- A confiança do consumidor dos EUA caiu em maio, com o índice em 93,1 pontos, ante 93,8 pontos revisados de abril.
- A queda foi de 0,7 ponto em relação ao mês anterior.
- Economistas ouvidos pela Reuters previam queda menor, para 92,0 pontos.
- A pesquisa aponta que a piora inflacionária associada à guerra no Oriente Médio pesou sobre as expectativas dos consumidores, apesar de melhora na visão sobre o mercado de trabalho.
- Dana Peterson, economista-chefe do Conference Board, disse que as referências a preços, petróleo e gás aumentaram pela segunda vez consecutiva, enquanto menções à guerra e geopolítica permaneceram elevadas.
O índice de confiança do consumidor dos Estados Unidos caiu em maio, conforme a intensificação das pressões inflacionárias associadas à guerra no Oriente Médio.
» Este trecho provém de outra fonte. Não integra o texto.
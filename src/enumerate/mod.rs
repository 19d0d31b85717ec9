//! Automorphism and spanning-tree enumeration.
//!
//! The orbit pipeline only consumes these through the two traits below, so
//! any correct enumerator can be plugged in.

pub mod brute_force;
pub mod spanning;
pub mod vf2;

use crate::types::{Automorphism, SimpleGraph};

pub use brute_force::{automorphisms_from_matrix, BruteForceAutomorphisms, DEFAULT_BRUTE_FORCE_LIMIT};
pub use spanning::{BranchingTreeEnumerator, SpanningTree, SpanningTreeIter};
pub use vf2::Vf2Automorphisms;

/// Error type for enumeration.
#[derive(Debug, Clone, PartialEq, Eq, thiserror::Error)]
pub enum EnumerationError {
    /// Brute force refused a graph above its vertex limit.
    #[error("Brute-force automorphism search refused: {vertices} vertices exceeds limit {limit}")]
    BruteForceLimit {
        /// Vertex count of the graph.
        vertices: usize,
        /// Configured limit.
        limit: usize,
    },
    /// A backend produced a mapping that is not an automorphism.
    #[error("Enumerator produced a non-automorphism: {0}")]
    InvalidMapping(Automorphism),
    /// The identity is missing from the produced group.
    #[error("Enumerator omitted the identity automorphism")]
    MissingIdentity,
    /// The graph has more edges than the tree enumerator can track.
    #[error("Graph has {edges} edges, tree enumeration supports at most {max}")]
    TooManyEdges {
        /// Edge count of the graph.
        edges: usize,
        /// Supported maximum.
        max: usize,
    },
}

/// Enumerates the automorphism group of a graph.
///
/// Implementations must return every automorphism exactly once, including the
/// identity, in a deterministic order.
pub trait AutomorphismEnumerator {
    /// Enumerate `Aut(graph)`.
    fn automorphisms(&self, graph: &SimpleGraph) -> Result<Vec<Automorphism>, EnumerationError>;
}

/// Enumerates the spanning trees of a graph.
///
/// Implementations must yield every spanning tree exactly once. A single pass
/// is enough; no restart guarantee is required.
pub trait SpanningTreeEnumerator {
    /// Iterator over trees.
    type Iter<'g>: Iterator<Item = SpanningTree>
    where
        Self: 'g;

    /// Lazily enumerate the spanning trees of `graph`.
    fn spanning_trees<'g>(
        &'g self,
        graph: &'g SimpleGraph,
    ) -> Result<Self::Iter<'g>, EnumerationError>;
}

/// Sort, dedup and sanity-check the output of an automorphism backend.
pub(crate) fn finish_group(
    graph: &SimpleGraph,
    mut group: Vec<Automorphism>,
) -> Result<Vec<Automorphism>, EnumerationError> {
    group.sort_unstable();
    group.dedup();
    if let Some(bad) = group.iter().find(|a| !a.preserves(graph)) {
        return Err(EnumerationError::InvalidMapping(bad.clone()));
    }
    if !group.iter().any(Automorphism::is_identity) {
        return Err(EnumerationError::MissingIdentity);
    }
    Ok(group)
}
O principal indicador do Conference Board mostrou menor confiança entre os consumidores frente a abril.
O levantamento aponta queda de 0,7 ponto, para 93,1 neste mês. A leitura de abril foi revisada para cima, de 92,8 para 93,8. Economistas consultados pela agência previram recuo menor, para cerca de 92,0.
Dana Peterson, economista-chefe do Conference Board, explicou que a confiança recuou em meio a impressão de inflação ligada ao conflito. O estudo registrou aumento de referências a preços de petróleo e gás, com menções à guerra e à geopolítica mantendo-se elevadas.
Segundo o relatório, preocupações inflacionárias persistem entre os consumidores, ainda que haja melhoria na percepção sobre o mercado de trabalho. Em maio, as informações sobre emprego contribuíram para sustentar parcialmente o otimismo, apesar do recuo do sentimento geral.
A divulgação ressalta que o efeito do conflito no Oriente Médio sobre preços de energia continua influenciando as decisões de consumo, sobretudo em gastos discricionários. A leitura completa ajuda a entender a dinâmica entre inflação, geopolítica e confiança do consumidor.